Unlocking Multielectron Transfer in a Quinone–Pyrazine Conjoined Redox Core for Capacity-Doubled and Ultrastable Aqueous Organic Redox Flow Batteries

Aqueous organic redox flow batteries (AORFBs) face energy density and stability challenges. We introduce DAPQ, an anthraquinone-phenazine fused molecule with a π-conjugated architecture enabling four-electron storage. The rigid fused-ring structure integrates four redox-active sites, enhancing aromaticity to resist degradation while achieving reversible multielectron transfer and superior volumetric capacity.

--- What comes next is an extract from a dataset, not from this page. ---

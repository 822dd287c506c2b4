//! Module for the movie catalog part of the GraphQL API.

pub mod models;
pub mod resolvers;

The 0.6 M DAPQ-based AORFB delivers an exceptionally high energy density of 53.59 Wh L-1 (53.48 Ah L-1), and the 0.5 M DAPQ-based AORFB delivers a capacity retention of 99.86% over 2,300 cycles (1991 h), showing merely 0.0017% daily decay. Stable operation persists even at 50 °C, confirming conjugated rigidity's critical role in redox core stabilization and longevity. Mechanistic studies reveal that extended π-conjugation and balanced charge distribution synergistically inhibit parasitic reactions. This conjugation-driven multielectron design establishes a paradigm for developing high-capacity, durable organic charge carriers, advancing scalable, safe, and sustainable grid-scale energy storage solutions.